The Novi Avion was a fourth generation multi-role combat aircraft. In terms of its basic layout, it featured a cropped delta-canard configuration. Externally, the Avion resembled the French-built Dassault Rafale, although it differed by being both smaller and only powered by a single engine. It was designed to fill a variety of different roles, including air superiority, interception, reconnaissance, ground attack, and anti-shipping operations. According to statements by senior Yugoslavian Air Force officials, the design involved the extensive use of composite materials, which were to comprise a large proportion of the structure. It was to be furnished with various advanced systems, such as integrated navigation/attack systems and a multi-purpose radar system.

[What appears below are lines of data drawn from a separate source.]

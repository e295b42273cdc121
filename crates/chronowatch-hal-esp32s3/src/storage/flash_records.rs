//! Fixed-slot record storage in raw SPI flash.
//!
//! The store claims the last `RECORD_SLOTS` sectors of the first writable
//! `data/undefined` partition, falling back to `nvs`. Key `k` owns sector
//! `k - 1` of that tail. A slot is `magic u32 | len u16 | reserved u16 |
//! payload`, little-endian, written word by word into a freshly erased
//! sector and read back to verify. An erased sector or a foreign magic reads
//! as an absent record. Rewriting a key erases its whole sector first; a
//! power cut mid-write can leave a torn payload, which the caller's own
//! checksum has to reject.

use embedded_storage::{ReadStorage, Storage};
use esp_bootloader_esp_idf::partitions::{
    DataPartitionSubType, PARTITION_TABLE_MAX_LEN, PartitionType, read_partition_table,
};
use esp_rom_sys::rom::spiflash::{
    ESP_ROM_SPIFLASH_RESULT_OK, esp_rom_spiflash_erase_sector, esp_rom_spiflash_read,
    esp_rom_spiflash_unlock, esp_rom_spiflash_write,
};
use log::{debug, warn};

use chronowatch_core::storage::{MAX_RECORD_LEN, RecordKey, RecordStore};

const FLASH_SECTOR_SIZE: u32 = 4096;
const DEFAULT_FLASH_CAPACITY_BYTES: usize = 16 * 1024 * 1024;

/// Keys `1..=RECORD_SLOTS` each own one sector at the tail of the partition.
const RECORD_SLOTS: u32 = 4;

const SLOT_MAGIC: u32 = 0x3152_5743; // "CWR1"
const SLOT_HEADER_LEN: usize = 8;
const SLOT_BUF_LEN: usize = SLOT_HEADER_LEN + MAX_RECORD_LEN;

#[derive(Debug, Clone, Copy, Eq, PartialEq)]
pub enum FlashRecordError {
    PartitionTable,
    PartitionMissing,
    PartitionTooSmall,
    FlashOpFailed(i32),
    KeyOutOfRange(RecordKey),
    RecordTooLarge,
    /// Read-back after a write did not match what was written.
    Verify,
    Unsupported,
}

#[derive(Debug)]
struct RawFlash;

impl RawFlash {
    fn new() -> Result<Self, FlashRecordError> {
        let rc = unsafe { esp_rom_spiflash_unlock() };
        if rc != ESP_ROM_SPIFLASH_RESULT_OK {
            return Err(FlashRecordError::FlashOpFailed(rc));
        }
        Ok(Self)
    }

    fn erase_sector(&mut self, sector_addr: u32) -> Result<(), FlashRecordError> {
        if !sector_addr.is_multiple_of(FLASH_SECTOR_SIZE) {
            return Err(FlashRecordError::Unsupported);
        }

        let rc = unsafe { esp_rom_spiflash_erase_sector(sector_addr / FLASH_SECTOR_SIZE) };
        if rc != ESP_ROM_SPIFLASH_RESULT_OK {
            return Err(FlashRecordError::FlashOpFailed(rc));
        }
        Ok(())
    }

    fn read_word(&mut self, addr: u32) -> Result<u32, FlashRecordError> {
        if !addr.is_multiple_of(4) {
            return Err(FlashRecordError::Unsupported);
        }

        let mut word = 0u32;
        let rc = unsafe { esp_rom_spiflash_read(addr, &mut word as *mut u32 as *const u32, 4) };
        if rc != ESP_ROM_SPIFLASH_RESULT_OK {
            return Err(FlashRecordError::FlashOpFailed(rc));
        }
        Ok(word)
    }

    fn write_word(&mut self, addr: u32, word: u32) -> Result<(), FlashRecordError> {
        if !addr.is_multiple_of(4) {
            return Err(FlashRecordError::Unsupported);
        }

        let rc = unsafe { esp_rom_spiflash_write(addr, &word as *const u32, 4) };
        if rc != ESP_ROM_SPIFLASH_RESULT_OK {
            return Err(FlashRecordError::FlashOpFailed(rc));
        }
        Ok(())
    }

    fn read_bytes(&mut self, addr: u32, out: &mut [u8]) -> Result<(), FlashRecordError> {
        let mut done = 0usize;
        while done < out.len() {
            let at = addr + done as u32;
            let word_addr = at & !0b11;
            let skip = (at - word_addr) as usize;
            let word = self.read_word(word_addr)?.to_le_bytes();
            let take = (4 - skip).min(out.len() - done);
            out[done..done + take].copy_from_slice(&word[skip..skip + take]);
            done += take;
        }
        Ok(())
    }

    /// Programs bytes into an already erased, word-aligned region. The tail
    /// of the last word stays erased.
    fn write_erased_bytes(&mut self, addr: u32, data: &[u8]) -> Result<(), FlashRecordError> {
        if !addr.is_multiple_of(4) {
            return Err(FlashRecordError::Unsupported);
        }

        for (index, chunk) in data.chunks(4).enumerate() {
            let mut bytes = [0xFFu8; 4];
            bytes[..chunk.len()].copy_from_slice(chunk);
            self.write_word(addr + (index as u32) * 4, u32::from_le_bytes(bytes))?;
        }
        Ok(())
    }
}

impl ReadStorage for RawFlash {
    type Error = FlashRecordError;

    fn read(&mut self, offset: u32, bytes: &mut [u8]) -> Result<(), Self::Error> {
        self.read_bytes(offset, bytes)
    }

    fn capacity(&self) -> usize {
        DEFAULT_FLASH_CAPACITY_BYTES
    }
}

impl Storage for RawFlash {
    fn write(&mut self, _offset: u32, _bytes: &[u8]) -> Result<(), Self::Error> {
        Err(FlashRecordError::Unsupported)
    }
}

/// Record store backed by the tail sectors of a writable data partition.
///
/// Each slot is `magic u32 | len u16 | reserved u16 | payload`. Framing and
/// integrity of the payload itself belong to the caller.
#[derive(Debug)]
pub struct FlashRecordStore {
    flash: RawFlash,
    first_slot_addr: u32,
}

impl FlashRecordStore {
    pub fn new() -> Result<Self, FlashRecordError> {
        let mut flash = RawFlash::new()?;

        let mut table_buf = [0u8; PARTITION_TABLE_MAX_LEN];
        let table = read_partition_table(&mut flash, &mut table_buf)
            .map_err(|_| FlashRecordError::PartitionTable)?;

        let mut best_data_undefined: Option<(u32, u32)> = None;
        let mut fallback_nvs: Option<(u32, u32)> = None;

        for entry in table.iter() {
            if entry.is_read_only() {
                continue;
            }

            match entry.partition_type() {
                PartitionType::Data(DataPartitionSubType::Undefined) => {
                    best_data_undefined = Some((entry.offset(), entry.len()));
                    break;
                }
                PartitionType::Data(DataPartitionSubType::Nvs) => {
                    if fallback_nvs.is_none() {
                        fallback_nvs = Some((entry.offset(), entry.len()));
                    }
                }
                _ => {}
            }
        }

        let (offset, len) = best_data_undefined
            .or(fallback_nvs)
            .ok_or(FlashRecordError::PartitionMissing)?;

        let reserved = RECORD_SLOTS * FLASH_SECTOR_SIZE;
        if len < reserved {
            return Err(FlashRecordError::PartitionTooSmall);
        }

        let first_slot_addr = offset + len - reserved;
        debug!(
            "flash-records: partition offset={:#x} len={:#x} slots_at={:#x}",
            offset, len, first_slot_addr
        );
        Ok(Self {
            flash,
            first_slot_addr,
        })
    }

    fn slot_addr(&self, key: RecordKey) -> Result<u32, FlashRecordError> {
        if key == 0 || key > RECORD_SLOTS {
            return Err(FlashRecordError::KeyOutOfRange(key));
        }
        Ok(self.first_slot_addr + (key - 1) * FLASH_SECTOR_SIZE)
    }

    /// Payload length of a valid slot, `None` for an erased or foreign one.
    fn slot_len(&mut self, addr: u32) -> Result<Option<usize>, FlashRecordError> {
        let mut header = [0u8; SLOT_HEADER_LEN];
        self.flash.read_bytes(addr, &mut header)?;

        let magic = u32::from_le_bytes([header[0], header[1], header[2], header[3]]);
        if magic != SLOT_MAGIC {
            return Ok(None);
        }

        let len = u16::from_le_bytes([header[4], header[5]]) as usize;
        if len > MAX_RECORD_LEN {
            return Ok(None);
        }
        Ok(Some(len))
    }
}

impl RecordStore for FlashRecordStore {
    type Error = FlashRecordError;

    fn exists(&mut self, key: RecordKey) -> Result<bool, Self::Error> {
        let addr = self.slot_addr(key)?;
        Ok(self.slot_len(addr)?.is_some())
    }

    fn read(&mut self, key: RecordKey, buf: &mut [u8]) -> Result<usize, Self::Error> {
        let addr = self.slot_addr(key)?;
        let Some(len) = self.slot_len(addr)? else {
            return Ok(0);
        };

        let len = len.min(buf.len());
        self.flash
            .read_bytes(addr + SLOT_HEADER_LEN as u32, &mut buf[..len])?;
        Ok(len)
    }

    fn write(&mut self, key: RecordKey, bytes: &[u8]) -> Result<usize, Self::Error> {
        let addr = self.slot_addr(key)?;
        if bytes.len() > MAX_RECORD_LEN {
            return Err(FlashRecordError::RecordTooLarge);
        }

        let total = SLOT_HEADER_LEN + bytes.len();
        let mut slot = [0xFFu8; SLOT_BUF_LEN];
        slot[0..4].copy_from_slice(&SLOT_MAGIC.to_le_bytes());
        slot[4..6].copy_from_slice(&(bytes.len() as u16).to_le_bytes());
        slot[6..8].copy_from_slice(&[0u8; 2]);
        slot[SLOT_HEADER_LEN..total].copy_from_slice(bytes);

        self.flash.erase_sector(addr)?;
        self.flash.write_erased_bytes(addr, &slot[..total])?;

        let mut readback = [0u8; SLOT_BUF_LEN];
        self.flash.read_bytes(addr, &mut readback[..total])?;
        if readback[..total] != slot[..total] {
            warn!("flash-records: verify failed key={} len={}", key, bytes.len());
            let _ = self.flash.erase_sector(addr);
            return Err(FlashRecordError::Verify);
        }

        Ok(bytes.len())
    }

    fn delete(&mut self, key: RecordKey) -> Result<(), Self::Error> {
        let addr = self.slot_addr(key)?;
        if self.slot_len(addr)?.is_none() {
            return Ok(());
        }
        self.flash.erase_sector(addr)
    }
}
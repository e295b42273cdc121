//! Key/value record store abstraction.

pub mod memory;

/// Identifies one record in the store.
pub type RecordKey = u32;

/// Largest record the store accepts, in bytes.
pub const MAX_RECORD_LEN: usize = 256;

/// Byte-oriented persistence backend with a fixed per-record size cap.
pub trait RecordStore {
    type Error;

    fn exists(&mut self, key: RecordKey) -> Result<bool, Self::Error>;

    /// Copies the record into `buf` and returns the number of bytes read.
    /// An absent record reads as zero bytes.
    fn read(&mut self, key: RecordKey, buf: &mut [u8]) -> Result<usize, Self::Error>;

    /// Stores `bytes` under `key` and returns the number of bytes written.
    /// A short count means the store truncated the record.
    fn write(&mut self, key: RecordKey, bytes: &[u8]) -> Result<usize, Self::Error>;

    fn delete(&mut self, key: RecordKey) -> Result<(), Self::Error>;
}
pub mod clock;
#![no_std]

//! ESP32-S3 board support for the chronowatch firmware.

pub mod input;
pub mod platform;
pub mod storage;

The Avion was to incorporate a number of features that were intended to lower its radar cross-section (RCS), although this would not have been to the extent of being a true stealth aircraft. It was intended to be equipped with an advanced Electronic countermeasures (ECM)/Electronic counter-counter-measures (ECCM) suite, which was to be domestically developed in Yugoslavia. The cockpit was also relatively advanced for the time, integration features such as a speaker recognition capability. The Avion was often claimed to be an all-Yugoslav design, and was not based on any foreign fighter aircraft; however, France provided considerable technical assistance in designing many of the most complex components and elements of the aircraft that Yugoslavia lacked experience with, such as the Avion's multipurpose radar system.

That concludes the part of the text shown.